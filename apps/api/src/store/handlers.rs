//! Axum route handlers for the candidates API.
//!
//! The listing endpoint is one of the two call sites of the filter engine:
//! it exposes the free-text, status and sort facets, then paginates the
//! filtered result.

use axum::{
    extract::{Path, Query, State},
    http::StatusCode,
    Json,
};
use serde::{Deserialize, Serialize};

use crate::errors::AppError;
use crate::models::candidate::{Candidate, CandidateInput, CandidateUpdate};
use crate::search::criteria::{SearchCriteria, SortKey, StatusFilter};
use crate::search::engine::filter_candidates;
use crate::state::AppState;
use crate::store::fetch_snapshot;

pub const DEFAULT_PAGE_LIMIT: u32 = 10;
pub const MAX_PAGE_LIMIT: u32 = 100;

fn default_limit() -> u32 {
    DEFAULT_PAGE_LIMIT
}

#[derive(Debug, Deserialize)]
pub struct ListQuery {
    /// Free-text facet, matched against name, role, skills and email.
    pub q: Option<String>,
    #[serde(default)]
    pub status: StatusFilter,
    /// String-typed so an unknown key surfaces as `InvalidCriteria`.
    pub sort: Option<String>,
    #[serde(default)]
    pub offset: u32,
    #[serde(default = "default_limit")]
    pub limit: u32,
}

#[derive(Debug, Serialize)]
pub struct CandidateListResponse {
    /// Matches before pagination.
    pub total: usize,
    pub candidates: Vec<Candidate>,
}

/// GET /api/v1/candidates
pub async fn handle_list_candidates(
    State(state): State<AppState>,
    Query(params): Query<ListQuery>,
) -> Result<Json<CandidateListResponse>, AppError> {
    let sort = params.sort.as_deref().map(SortKey::parse).transpose()?;
    let criteria = SearchCriteria {
        query: params.q,
        status: params.status,
        sort,
        ..Default::default()
    };

    let snapshot = fetch_snapshot(state.store.as_ref()).await?;
    let matches = filter_candidates(snapshot, &criteria)?;

    let total = matches.len();
    let limit = params.limit.min(MAX_PAGE_LIMIT);
    let candidates: Vec<Candidate> = matches
        .into_iter()
        .skip(params.offset as usize)
        .take(limit as usize)
        .collect();

    Ok(Json(CandidateListResponse { total, candidates }))
}

/// POST /api/v1/candidates
pub async fn handle_create_candidate(
    State(state): State<AppState>,
    Json(input): Json<CandidateInput>,
) -> Result<(StatusCode, Json<Candidate>), AppError> {
    if input.name.trim().is_empty() {
        return Err(AppError::Validation("name must not be empty".to_string()));
    }
    if !input.email.contains('@') {
        return Err(AppError::Validation(format!(
            "'{}' is not an email address",
            input.email
        )));
    }

    let candidate = state.store.create(input).await?;
    Ok((StatusCode::CREATED, Json(candidate)))
}

/// GET /api/v1/candidates/:id
pub async fn handle_get_candidate(
    State(state): State<AppState>,
    Path(id): Path<String>,
) -> Result<Json<Candidate>, AppError> {
    let candidate = state.store.get(&id).await?;
    Ok(Json(candidate))
}

/// PATCH /api/v1/candidates/:id
pub async fn handle_update_candidate(
    State(state): State<AppState>,
    Path(id): Path<String>,
    Json(patch): Json<CandidateUpdate>,
) -> Result<Json<Candidate>, AppError> {
    if patch.is_empty() {
        return Err(AppError::Validation(
            "update must set at least one field".to_string(),
        ));
    }
    let candidate = state.store.update(&id, patch).await?;
    Ok(Json(candidate))
}

/// DELETE /api/v1/candidates/:id
pub async fn handle_delete_candidate(
    State(state): State<AppState>,
    Path(id): Path<String>,
) -> Result<StatusCode, AppError> {
    state.store.delete(&id).await?;
    Ok(StatusCode::NO_CONTENT)
}
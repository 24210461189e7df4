use thiserror::Error;

use super::ChannelIdentity;

#[derive(Debug, Clone, Error)]
pub enum RegistryError {
    #[error("stream not found")]
    StreamNotFound(ChannelIdentity),

    #[error("stream channel codec not ready, possible stream offline")]
    CodecNotReady(ChannelIdentity),
}
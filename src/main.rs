use std::env;
use std::process::ExitCode;

use stream_webrtc::server;

const DEFAULT_CONFIG: &str = "config.json";

fn main() -> ExitCode {
    let args: Vec<String> = env::args().collect();

    match args.get(1).map(String::as_str) {
        Some("server") => {
            let config = args.get(2).map(String::as_str).unwrap_or(DEFAULT_CONFIG);
            match server::main(config) {
                Ok(()) => ExitCode::SUCCESS,
                Err(e) => {
                    eprintln!("Server error: {:#}", e);
                    ExitCode::FAILURE
                }
            }
        }
        _ => {
            print_usage();
            ExitCode::FAILURE
        }
    }
}

fn print_usage() {
    println!("Stream WebRTC");
    println!("Usage:");
    println!("  stream-webrtc server [config.json]  - Serve WebRTC viewers of the configured streams");
}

◆ ◆ ◆ ◆

#### Task brief
Each and every record above needs writing out exactly.

#### Solution to the exercise
filename apps/api/src/store/handlers.rs
//! Axum route handlers for the candidates API.
//!
//! The listing endpoint is one of the two call sites of the filter engine:
//! it exposes the free-text, status and sort facets, then paginates the
//! filtered result.

use axum::{
    extract::{Path, Query, State},
    http::StatusCode,
    Json,
};
use serde::{Deserialize, Serialize};

use crate::errors::AppError;
use crate::models::candidate::{Candidate, CandidateInput, CandidateUpdate};
use crate::search::criteria::{SearchCriteria, SortKey, StatusFilter};
use crate::search::engine::filter_candidates;
use crate::state::AppState;
use crate::store::fetch_snapshot;

pub const DEFAULT_PAGE_LIMIT: u32 = 10;
pub const MAX_PAGE_LIMIT: u32 = 100;

fn default_limit() -> u32 {
    DEFAULT_PAGE_LIMIT
}

#[derive(Debug, Deserialize)]
pub struct ListQuery {
    /// Free-text facet, matched against name, role, skills and email.
    pub q: Option<String>,
    #[serde(default)]
    pub status: StatusFilter,
    /// String-typed so an unknown key surfaces as `InvalidCriteria`.
    pub sort: Option<String>,
    #[serde(default)]
    pub offset: u32,
    #[serde(default = "default_limit")]
    pub limit: u32,
}

#[derive(Debug, Serialize)]
pub struct CandidateListResponse {
    /// Matches before pagination.
    pub total: usize,
    pub candidates: Vec<Candidate>,
}

/// GET /api/v1/candidates
pub async fn handle_list_candidates(
    State(state): State<AppState>,
    Query(params): Query<ListQuery>,
) -> Result<Json<CandidateListResponse>, AppError> {
    let sort = params.sort.as_deref().map(SortKey::parse).transpose()?;
    let criteria = SearchCriteria {
        query: params.q,
        status: params.status,
        sort,
        ..Default::default()
    };

    let snapshot = fetch_snapshot(state.store.as_ref()).await?;
    let matches = filter_candidates(snapshot, &criteria)?;

    let total = matches.len();
    let limit = params.limit.min(MAX_PAGE_LIMIT);
    let candidates: Vec<Candidate> = matches
        .into_iter()
        .skip(params.offset as usize)
        .take(limit as usize)
        .collect();

    Ok(Json(CandidateListResponse { total, candidates }))
}

/// POST /api/v1/candidates
pub async fn handle_create_candidate(
    State(state): State<AppState>,
    Json(input): Json<CandidateInput>,
) -> Result<(StatusCode, Json<Candidate>), AppError> {
    if input.name.trim().is_empty() {
        return Err(AppError::Validation("name must not be empty".to_string()));
    }
    if !input.email.contains('@') {
        return Err(AppError::Validation(format!(
            "'{}' is not an email address",
            input.email
        )));
    }

    let candidate = state.store.create(input).await?;
    Ok((StatusCode::CREATED, Json(candidate)))
}

/// GET /api/v1/candidates/:id
pub async fn handle_get_candidate(
    State(state): State<AppState>,
    Path(id): Path<String>,
) -> Result<Json<Candidate>, AppError> {
    let candidate = state.store.get(&id).await?;
    Ok(Json(candidate))
}

/// PATCH /api/v1/candidates/:id
pub async fn handle_update_candidate(
    State(state): State<AppState>,
    Path(id): Path<String>,
    Json(patch): Json<CandidateUpdate>,
) -> Result<Json<Candidate>, AppError> {
    if patch.is_empty() {
        return Err(AppError::Validation(
            "update must set at least one field".to_string(),
        ));
    }
    let candidate = state.store.update(&id, patch).await?;
    Ok(Json(candidate))
}

/// DELETE /api/v1/candidates/:id
pub async fn handle_delete_candidate(
    State(state): State<AppState>,
    Path(id): Path<String>,
) -> Result<StatusCode, AppError> {
    state.store.delete(&id).await?;
    Ok(StatusCode::NO_CONTENT)
}
repository 24210461189e7df4
use thiserror::Error;

use super::ChannelIdentity;

#[derive(Debug, Clone, Error)]
pub enum RegistryError {
    #[error("stream not found")]
    StreamNotFound(ChannelIdentity),

    #[error("stream channel codec not ready, possible stream offline")]
    CodecNotReady(ChannelIdentity),
}
filename src/main.rs
use std::env;
use std::process::ExitCode;

use stream_webrtc::server;

const DEFAULT_CONFIG: &str = "config.json";

fn main() -> ExitCode {
    let args: Vec<String> = env::args().collect();

    match args.get(1).map(String::as_str) {
        Some("server") => {
            let config = args.get(2).map(String::as_str).unwrap_or(DEFAULT_CONFIG);
            match server::main(config) {
                Ok(()) => ExitCode::SUCCESS,
                Err(e) => {
                    eprintln!("Server error: {:#}", e);
                    ExitCode::FAILURE
                }
            }
        }
        _ => {
            print_usage();
            ExitCode::FAILURE
        }
    }
}

fn print_usage() {
    println!("Stream WebRTC");
    println!("Usage:");
    println!("  stream-webrtc server [config.json]  - Serve WebRTC viewers of the configured streams");
}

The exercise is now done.